◆ Description of the task: Give the records again, every one, exactly.

◆ Entries provided:
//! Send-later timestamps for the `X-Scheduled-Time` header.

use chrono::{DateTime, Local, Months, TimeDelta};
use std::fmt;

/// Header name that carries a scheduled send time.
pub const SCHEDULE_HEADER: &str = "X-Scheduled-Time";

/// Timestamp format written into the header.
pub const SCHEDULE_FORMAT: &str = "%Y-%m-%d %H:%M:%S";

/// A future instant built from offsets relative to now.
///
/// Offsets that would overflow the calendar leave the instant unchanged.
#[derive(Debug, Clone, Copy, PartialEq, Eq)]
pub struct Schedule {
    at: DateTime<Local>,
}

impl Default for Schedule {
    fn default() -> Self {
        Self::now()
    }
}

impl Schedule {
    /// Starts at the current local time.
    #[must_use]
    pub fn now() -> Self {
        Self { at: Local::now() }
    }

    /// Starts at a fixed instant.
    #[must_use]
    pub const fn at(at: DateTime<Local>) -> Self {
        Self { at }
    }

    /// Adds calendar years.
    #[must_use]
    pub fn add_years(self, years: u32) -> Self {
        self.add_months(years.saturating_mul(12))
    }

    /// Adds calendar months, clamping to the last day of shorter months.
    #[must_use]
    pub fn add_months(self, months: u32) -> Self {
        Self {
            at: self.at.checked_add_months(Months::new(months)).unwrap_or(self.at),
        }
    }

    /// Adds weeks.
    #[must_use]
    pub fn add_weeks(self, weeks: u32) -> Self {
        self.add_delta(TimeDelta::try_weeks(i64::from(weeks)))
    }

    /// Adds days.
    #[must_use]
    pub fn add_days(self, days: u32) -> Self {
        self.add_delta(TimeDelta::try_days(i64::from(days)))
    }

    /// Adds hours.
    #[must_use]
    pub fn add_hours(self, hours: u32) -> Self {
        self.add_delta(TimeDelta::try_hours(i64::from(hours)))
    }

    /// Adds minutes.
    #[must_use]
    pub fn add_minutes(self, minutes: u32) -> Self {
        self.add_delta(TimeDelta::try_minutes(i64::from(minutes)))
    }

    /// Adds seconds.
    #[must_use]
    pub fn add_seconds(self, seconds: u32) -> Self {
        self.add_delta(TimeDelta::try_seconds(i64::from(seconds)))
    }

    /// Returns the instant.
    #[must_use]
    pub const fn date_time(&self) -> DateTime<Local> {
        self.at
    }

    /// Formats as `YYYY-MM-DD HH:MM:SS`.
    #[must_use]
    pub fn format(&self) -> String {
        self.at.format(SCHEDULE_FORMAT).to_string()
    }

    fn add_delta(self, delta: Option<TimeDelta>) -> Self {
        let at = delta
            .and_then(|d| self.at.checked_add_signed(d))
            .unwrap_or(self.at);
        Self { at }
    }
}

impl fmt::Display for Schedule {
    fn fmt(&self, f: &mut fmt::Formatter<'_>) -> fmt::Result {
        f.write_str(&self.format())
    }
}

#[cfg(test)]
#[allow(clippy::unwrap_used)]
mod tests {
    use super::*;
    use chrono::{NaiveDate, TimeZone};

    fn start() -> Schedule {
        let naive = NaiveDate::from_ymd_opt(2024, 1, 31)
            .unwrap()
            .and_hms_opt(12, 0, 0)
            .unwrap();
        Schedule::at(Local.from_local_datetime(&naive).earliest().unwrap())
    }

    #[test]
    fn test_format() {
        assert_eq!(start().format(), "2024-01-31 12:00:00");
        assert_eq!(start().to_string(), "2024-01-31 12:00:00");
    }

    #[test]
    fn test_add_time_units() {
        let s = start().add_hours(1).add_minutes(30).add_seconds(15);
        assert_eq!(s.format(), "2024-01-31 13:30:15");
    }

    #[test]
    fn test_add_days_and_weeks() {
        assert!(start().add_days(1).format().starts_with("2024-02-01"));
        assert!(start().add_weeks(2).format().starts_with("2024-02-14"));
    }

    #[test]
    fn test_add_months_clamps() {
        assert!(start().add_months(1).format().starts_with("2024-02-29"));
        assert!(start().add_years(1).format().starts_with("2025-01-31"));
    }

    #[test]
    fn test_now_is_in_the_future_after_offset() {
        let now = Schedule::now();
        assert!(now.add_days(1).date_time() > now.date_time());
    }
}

◆ Your solution:
//! Send-later timestamps for the `X-Scheduled-Time` header.

use chrono::{DateTime, Local, Months, TimeDelta};
use std::fmt;

/// Header name that carries a scheduled send time.
pub const SCHEDULE_HEADER: &str = "X-Scheduled-Time";

/// Timestamp format written into the header.
pub const SCHEDULE_FORMAT: &str = "%Y-%m-%d %H:%M:%S";

/// A future instant built from offsets relative to now.
///
/// Offsets that would overflow the calendar leave the instant unchanged.
#[derive(Debug, Clone, Copy, PartialEq, Eq)]
pub struct Schedule {
    at: DateTime<Local>,
}

impl Default for Schedule {
    fn default() -> Self {
        Self::now()
    }
}

impl Schedule {
    /// Starts at the current local time.
    #[must_use]
    pub fn now() -> Self {
        Self { at: Local::now() }
    }

    /// Starts at a fixed instant.
    #[must_use]
    pub const fn at(at: DateTime<Local>) -> Self {
        Self { at }
    }

    /// Adds calendar years.
    #[must_use]
    pub fn add_years(self, years: u32) -> Self {
        self.add_months(years.saturating_mul(12))
    }

    /// Adds calendar months, clamping to the last day of shorter months.
    #[must_use]
    pub fn add_months(self, months: u32) -> Self {
        Self {
            at: self.at.checked_add_months(Months::new(months)).unwrap_or(self.at),
        }
    }

    /// Adds weeks.
    #[must_use]
    pub fn add_weeks(self, weeks: u32) -> Self {
        self.add_delta(TimeDelta::try_weeks(i64::from(weeks)))
    }

    /// Adds days.
    #[must_use]
    pub fn add_days(self, days: u32) -> Self {
        self.add_delta(TimeDelta::try_days(i64::from(days)))
    }

    /// Adds hours.
    #[must_use]
    pub fn add_hours(self, hours: u32) -> Self {
        self.add_delta(TimeDelta::try_hours(i64::from(hours)))
    }

    /// Adds minutes.
    #[must_use]
    pub fn add_minutes(self, minutes: u32) -> Self {
        self.add_delta(TimeDelta::try_minutes(i64::from(minutes)))
    }

    /// Adds seconds.
    #[must_use]
    pub fn add_seconds(self, seconds: u32) -> Self {
        self.add_delta(TimeDelta::try_seconds(i64::from(seconds)))
    }

    /// Returns the instant.
    #[must_use]
    pub const fn date_time(&self) -> DateTime<Local> {
        self.at
    }

    /// Formats as `YYYY-MM-DD HH:MM:SS`.
    #[must_use]
    pub fn format(&self) -> String {
        self.at.format(SCHEDULE_FORMAT).to_string()
    }

    fn add_delta(self, delta: Option<TimeDelta>) -> Self {
        let at = delta
            .and_then(|d| self.at.checked_add_signed(d))
            .unwrap_or(self.at);
        Self { at }
    }
}

impl fmt::Display for Schedule {
    fn fmt(&self, f: &mut fmt::Formatter<'_>) -> fmt::Result {
        f.write_str(&self.format())
    }
}

#[cfg(test)]
#[allow(clippy::unwrap_used)]
mod tests {
    use super::*;
    use chrono::{NaiveDate, TimeZone};

    fn start() -> Schedule {
        let naive = NaiveDate::from_ymd_opt(2024, 1, 31)
            .unwrap()
            .and_hms_opt(12, 0, 0)
            .unwrap();
        Schedule::at(Local.from_local_datetime(&naive).earliest().unwrap())
    }

    #[test]
    fn test_format() {
        assert_eq!(start().format(), "2024-01-31 12:00:00");
        assert_eq!(start().to_string(), "2024-01-31 12:00:00");
    }

    #[test]
    fn test_add_time_units() {
        let s = start().add_hours(1).add_minutes(30).add_seconds(15);
        assert_eq!(s.format(), "2024-01-31 13:30:15");
    }

    #[test]
    fn test_add_days_and_weeks() {
        assert!(start().add_days(1).format().starts_with("2024-02-01"));
        assert!(start().add_weeks(2).format().starts_with("2024-02-14"));
    }

    #[test]
    fn test_add_months_clamps() {
        assert!(start().add_months(1).format().starts_with("2024-02-29"));
        assert!(start().add_years(1).format().starts_with("2025-01-31"));
    }

    #[test]
    fn test_now_is_in_the_future_after_offset() {
        let now = Schedule::now();
        assert!(now.add_days(1).date_time() > now.date_time());
    }
}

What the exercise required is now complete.